Así pues, y para los expertos consultados, es complicado prever un comportamiento como el de Lubitz desde el punto de vista psiquiátrico. Según constatan los autores de otro estudio publicado en 2004 en la revista Psychiatric Bulletin, «la rareza del suicidio o el homicidio-suicidio en un avión hace que estos fenómenos sean virtualmente imposibles de predecir». Vuorio apunta un dato que puede ayudar: «Nuestro estudio mostró también que en la mayoría de los casos había alguien que sabía del intento, pero este conocimiento no estaba al alcance de los responsables médicos», algo que se ha sugerido estos días en los medios a raíz de las declaraciones de una antigua novia del copiloto a quien este dijo que todos conocerían su nombre.

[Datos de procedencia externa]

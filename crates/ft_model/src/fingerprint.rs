//! Structural fingerprint of a fault tree.

use crate::event::ArgRef;
use crate::tree::FaultTree;
use std::fmt::Write;
use xxhash_rust::xxh64::xxh64;

impl FaultTree {
    /// Hashes the structure of the tree with xxh64.
    ///
    /// Names, operators, `k_num` values, argument sets, house states, roots
    /// and CCF groups contribute. Probability values do not, so two trees
    /// with the same shape and different point estimates share a fingerprint.
    #[must_use]
    pub fn fingerprint(&self) -> u64 {
        let mut input = String::new();
        input.push_str(self.name());

        for root in self.top_gates() {
            input.push('\n');
            input.push_str(self.gate(*root).name());
        }
        for gate in self.gates() {
            let _ = write!(input, "\n{} {}", gate.name(), gate.operator());
            if let Some(k) = gate.k_num() {
                let _ = write!(input, " k={k}");
            }
            for arg in gate.arguments() {
                input.push(' ');
                input.push(kind_tag(*arg));
                input.push_str(self.arg_name(*arg));
            }
        }
        for event in self.basic_events() {
            input.push('\n');
            input.push_str(event.name());
        }
        for event in self.house_events() {
            let _ = write!(input, "\n{}={}", event.name(), event.state());
        }
        for group in self.ccf_groups() {
            let _ = write!(input, "\n{} {}", group.name(), group.model());
            for member in group.members() {
                input.push(' ');
                input.push_str(self.basic_event(*member).name());
            }
        }
        xxh64(input.as_bytes(), 0)
    }
}

const fn kind_tag(arg: ArgRef) -> char {
    match arg {
        ArgRef::Gate(_) => 'g',
        ArgRef::Basic(_) => 'b',
        ArgRef::House(_) => 'h',
        ArgRef::Undefined(_) => 'u',
    }
}

#[cfg(test)]
mod tests {
    use super::*;
    use crate::gate::Operator;
    use crate::probability::Probability;

    fn build(prob: f64, operator: Operator) -> FaultTree {
        let mut tree = FaultTree::new("system");
        let top = tree.add_gate("root", operator).unwrap();
        tree.set_top_gate(top).unwrap();
        for name in ["B1", "B2"] {
            let b = tree
                .add_basic_event(name, Probability::point(prob).unwrap())
                .unwrap();
            tree.add_argument(top, b).unwrap();
        }
        tree
    }

    #[test]
    fn equal_structures_hash_equal() {
        assert_eq!(build(0.1, Operator::And).fingerprint(), build(0.1, Operator::And).fingerprint());
        assert_eq!(build(0.1, Operator::And).fingerprint(), build(0.2, Operator::And).fingerprint());
    }

    #[test]
    fn operator_changes_hash() {
        assert_ne!(build(0.1, Operator::And).fingerprint(), build(0.1, Operator::Or).fingerprint());
    }
}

Pero si los propios psiquiatras especializados reconocen que la detección de tales casos es compleja, ¿es científicamente sostenible responsabilizar judicialmente a las aerolíneas? Y tal como se ha propuesto en los medios, ¿serían mejorables los tests que evalúan la idoneidad de los pilotos? Mäulen da por hecho que Germanwings ya emplea todos los medios disponibles para vigilar la salud mental de su personal de vuelo: «Dudo mucho de que en este caso la aerolínea no haya hecho todo [lo posible] e incluso más para excluir a los pilotos que no son aptos para el servicio», asegura. «Todo el mundo que trabaja en salud de la aviación sabe que estos casos son raros pero entrañan un gran desafío», agrega Vuorio.

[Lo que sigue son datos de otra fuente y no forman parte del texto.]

#[cfg(test)]
mod tests {
    use super::*;
    use proptest::prelude::*;
    use rand::SeedableRng;
    use rand_chacha::ChaCha8Rng;

    fn factors(num_basic: usize, weights: &[f64]) -> ComplexityFactors {
        let mut f = ComplexityFactors::new();
        f.set_min_max_prob(0.01, 0.1).unwrap();
        f.set_common_event_factors(0.1, 0.1, 2.0, 2.0).unwrap();
        f.set_num_factors(SizeFactors::new(3.0, num_basic)).unwrap();
        f.set_gate_weights(weights).unwrap();
        f
    }

    #[test]
    fn probability_bounds() {
        let mut f = ComplexityFactors::new();
        assert!(f.set_min_max_prob(-0.1, 0.5).is_err());
        assert!(f.set_min_max_prob(0.1, 1.5).is_err());
        assert_eq!(
            f.set_min_max_prob(0.5, 0.1),
            Err(FactorError::ProbabilityOrder { min: 0.5, max: 0.1 })
        );
        assert!(f.set_min_max_prob(0.2, 0.2).is_ok());
        assert_eq!(f.min_max_prob(), (0.2, 0.2));
    }

    #[test]
    fn common_factor_ranges() {
        let mut f = ComplexityFactors::new();
        assert!(f.set_common_event_factors(0.0, 0.1, 2.0, 2.0).is_err());
        assert!(f.set_common_event_factors(0.1, 0.95, 2.0, 2.0).is_err());
        assert!(f.set_common_event_factors(0.1, 0.1, 1.5, 2.0).is_err());
        assert!(f.set_common_event_factors(0.1, 0.1, 2.0, 101.0).is_err());
        assert!(f.set_common_event_factors(0.9, 0.9, 100.0, 2.0).is_ok());
    }

    #[test]
    fn size_factor_boundaries() {
        let mut f = ComplexityFactors::new();
        assert_eq!(
            f.set_num_factors(SizeFactors::new(1.5, 10)),
            Err(FactorError::TooFewArguments(1.5))
        );
        assert_eq!(
            f.set_num_factors(SizeFactors::new(3.0, 0)),
            Err(FactorError::NoBasicEvents)
        );
        assert!(matches!(
            f.set_num_factors(SizeFactors::new(3.0, 10).with_house(10)),
            Err(FactorError::TooManyHouseEvents { .. })
        ));
        assert!(matches!(
            f.set_num_factors(SizeFactors::new(3.0, 9).with_ccf(4, CcfModel::Mgl, 3)),
            Err(FactorError::TooManyCcfGroups { .. })
        ));
        assert_eq!(
            f.set_num_factors(SizeFactors::new(3.0, 9).with_ccf(1, CcfModel::Mgl, 1)),
            Err(FactorError::CcfSizeTooSmall(1))
        );
        assert!(f
            .set_num_factors(SizeFactors::new(3.0, 9).with_house(8).with_ccf(3, CcfModel::Mgl, 3))
            .is_ok());
    }

    #[test]
    fn gate_weight_validation() {
        let mut f = ComplexityFactors::new();
        assert_eq!(f.set_gate_weights(&[]), Err(FactorError::NoWeights));
        assert_eq!(f.set_gate_weights(&[-1.0, -2.0]), Err(FactorError::NegativeWeight(-1.0)));
        assert_eq!(f.set_gate_weights(&[0.0, 0.0, 0.0]), Err(FactorError::ZeroWeights));
        assert_eq!(
            f.set_gate_weights(&[1.0, 1.0, 1.0, 1.0, 1.0, 1.0]),
            Err(FactorError::TooManyWeights(6))
        );
        assert_eq!(
            f.set_gate_weights(&[0.0, 0.0, 0.0, 1.0, 1.0]),
            Err(FactorError::OnlyUnaryOrBinary)
        );
        f.set_gate_weights(&[1.0, 3.0]).unwrap();
        assert_eq!(f.gate_weights(), Some(&[1.0, 3.0, 0.0, 0.0, 0.0]));
    }

    #[test]
    fn calculate_requires_every_setter() {
        let mut f = ComplexityFactors::new();
        assert_eq!(f.calculate(), Err(FactorError::Missing("common event")));
        f.set_common_event_factors(0.1, 0.1, 2.0, 2.0).unwrap();
        assert_eq!(f.calculate(), Err(FactorError::Missing("size")));
        f.set_num_factors(SizeFactors::new(3.0, 10)).unwrap();
        assert_eq!(f.calculate(), Err(FactorError::Missing("gate weight")));
        f.set_gate_weights(&[1.0]).unwrap();
        assert!(f.calculate().is_ok());
    }

    #[test]
    fn derived_statistics_for_small_tree() {
        let calc = factors(10, &[1.0, 3.0, 0.0, 0.0, 0.0]).calculate().unwrap();
        assert!((calc.max_args() - 4.0).abs() < 1e-12);
        assert!((calc.ratio() - 1.85).abs() < 1e-12);
        assert!((calc.percent_basic() + calc.percent_gate() - 1.0).abs() < 1e-12);
        assert_eq!(calc.num_gate(), 5);
        assert_eq!(calc.num_common_basic(5), 0);
        assert_eq!(calc.num_common_gate(5), 0);
    }

    #[test]
    fn basic_events_must_fill_the_smallest_gate() {
        let mut f = ComplexityFactors::new();
        f.set_common_event_factors(0.1, 0.1, 2.0, 2.0).unwrap();
        f.set_num_factors(SizeFactors::new(2.0, 1)).unwrap();
        f.set_gate_weights(&[1.0, 1.0]).unwrap();
        assert_eq!(
            f.calculate(),
            Err(FactorError::TooFewBasicEvents {
                num_basic: 1,
                min_args: 2
            })
        );
        f.set_gate_weights(&[1.0, 1.0, 0.0, 1.0]).unwrap();
        assert!(f.calculate().is_ok());

        f.set_num_factors(SizeFactors::new(3.0, 2)).unwrap();
        f.set_gate_weights(&[0.0, 0.0, 1.0]).unwrap();
        assert!(matches!(
            f.calculate(),
            Err(FactorError::TooFewBasicEvents { min_args: 3, .. })
        ));
        f.set_gate_weights(&[1.0, 0.0, 1.0]).unwrap();
        assert!(f.calculate().is_ok());
    }

    #[test]
    fn rejects_non_positive_ratio() {
        let mut f = ComplexityFactors::new();
        f.set_common_event_factors(0.1, 0.9, 2.0, 100.0).unwrap();
        f.set_num_factors(SizeFactors::new(2.0, 10)).unwrap();
        f.set_gate_weights(&[1.0]).unwrap();
        assert!(matches!(f.calculate(), Err(FactorError::NonPositiveRatio(_))));
    }

    #[test]
    fn constrained_gate_count() {
        let mut f = factors(100, &[1.0, 1.0]);
        assert_eq!(f.constrain_num_gate(0), Err(FactorError::TooFewGates));
        assert!(matches!(
            f.constrain_num_gate(33),
            Err(FactorError::InsufficientCapacity { .. })
        ));

        f.constrain_num_gate(100).unwrap();
        let common = *f.common().unwrap();
        assert!((common.common_b - 0.4).abs() < 1e-9);
        assert!((common.common_g - 0.4).abs() < 1e-9);
        assert!((common.parents_b - 6.0).abs() < 1e-9);
        assert_eq!(f.calculate().unwrap().num_gate(), 100);
    }

    #[test]
    fn constrained_gate_count_without_sharing_pressure() {
        let mut f = factors(100, &[1.0, 1.0]);
        f.constrain_num_gate(50).unwrap();
        let common = *f.common().unwrap();
        assert!((common.common_b - 0.1).abs() < 1e-12);
        assert!((common.parents_g - 2.0).abs() < 1e-12);
    }

    #[test]
    fn fixed_arity_operators_draw_nothing() {
        let calc = factors(10, &[1.0]).calculate().unwrap();
        let mut rng = ChaCha8Rng::seed_from_u64(7);
        let mut untouched = rng.clone();
        assert_eq!(calc.num_args(&mut rng, Operator::Not), (1, None));
        assert_eq!(calc.num_args(&mut rng, Operator::Xor), (2, None));
        assert_eq!(rng.gen::<u64>(), untouched.gen::<u64>());
    }

    proptest! {
        #[test]
        fn operators_follow_weights(seed in any::<u64>()) {
            let calc = factors(10, &[1.0, 3.0, 0.0, 0.0, 0.0]).calculate().unwrap();
            let mut rng = ChaCha8Rng::seed_from_u64(seed);
            for _ in 0..64 {
                let op = calc.random_operator(&mut rng);
                prop_assert!(matches!(op, Operator::And | Operator::Or));
            }
        }

        #[test]
        fn sampled_arity_stays_in_bounds(
            seed in any::<u64>(),
            num_args in 2.0f64..8.0,
            weights in prop::collection::vec(0.0f64..5.0, 5),
        ) {
            prop_assume!(weights[..3].iter().sum::<f64>() > 0.1);
            let mut f = ComplexityFactors::new();
            f.set_common_event_factors(0.1, 0.1, 2.0, 2.0).unwrap();
            f.set_num_factors(SizeFactors::new(num_args, 50)).unwrap();
            f.set_gate_weights(&weights).unwrap();
            let calc = f.calculate().unwrap();
            let upper = (calc.max_args().ceil() as usize).max(3);
            let mut rng = ChaCha8Rng::seed_from_u64(seed);

            for op in [Operator::And, Operator::Or, Operator::AtLeast] {
                let (n, k) = calc.num_args(&mut rng, op);
                prop_assert!(n >= op.min_args() && n <= upper);
                match k {
                    Some(k) => {
                        prop_assert_eq!(op, Operator::AtLeast);
                        prop_assert!(k >= 2 && k < n);
                    }
                    None => prop_assert_ne!(op, Operator::AtLeast),
                }
            }
        }
    }
}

El finlandés, sin embargo, añade un tal vez polémico comentario relativo a las noticias divulgadas sobre el temor de Lubitz a que sus trastornos le impidieran ejercer su profesión: «Necesitamos confianza y una cultura abierta; contar los problemas no tendría por qué ser el fin de una carrera, sino el momento en el que el piloto recibiera tratamiento y una evaluación adecuada y justa». Algo parecido opina Li, para quien «habría que eliminar el estigma social persistente asociado a los desórdenes mentales». Pero ¿sería admisible para los pasajeros volar bajo el mando de un piloto con un historial de enfermedad psiquiátrica?

En resumen, la visión de los expertos de cara a las posibles mejoras que prevengan casos como el de Germanwings no es muy halagüeña. Mäulen apoya la medida de obligar a que siempre haya dos tripulantes en la cabina del avión: «Tendremos que ver qué tal funciona, puede que resulte o que no»; pero termina advirtiendo: «Por mucho que lo deseemos, la seguridad absoluta es una ilusión». En cambio, Li considera que Europa se encuentra en desventaja respecto a EE. UU. en lo que se refiere a la vigilancia de sus pilotos: «Especialmente en la Unión Europea, los actuales estándares médicos de seguridad para los pilotos son inadecuados y están desactualizados; deben revisarse y reforzarse. Por ejemplo, los pilotos de aerolíneas en EE.UU. han estado sometidos a tests obligatorios de alcohol y drogas durante más de dos décadas, pero no así en otros lugares».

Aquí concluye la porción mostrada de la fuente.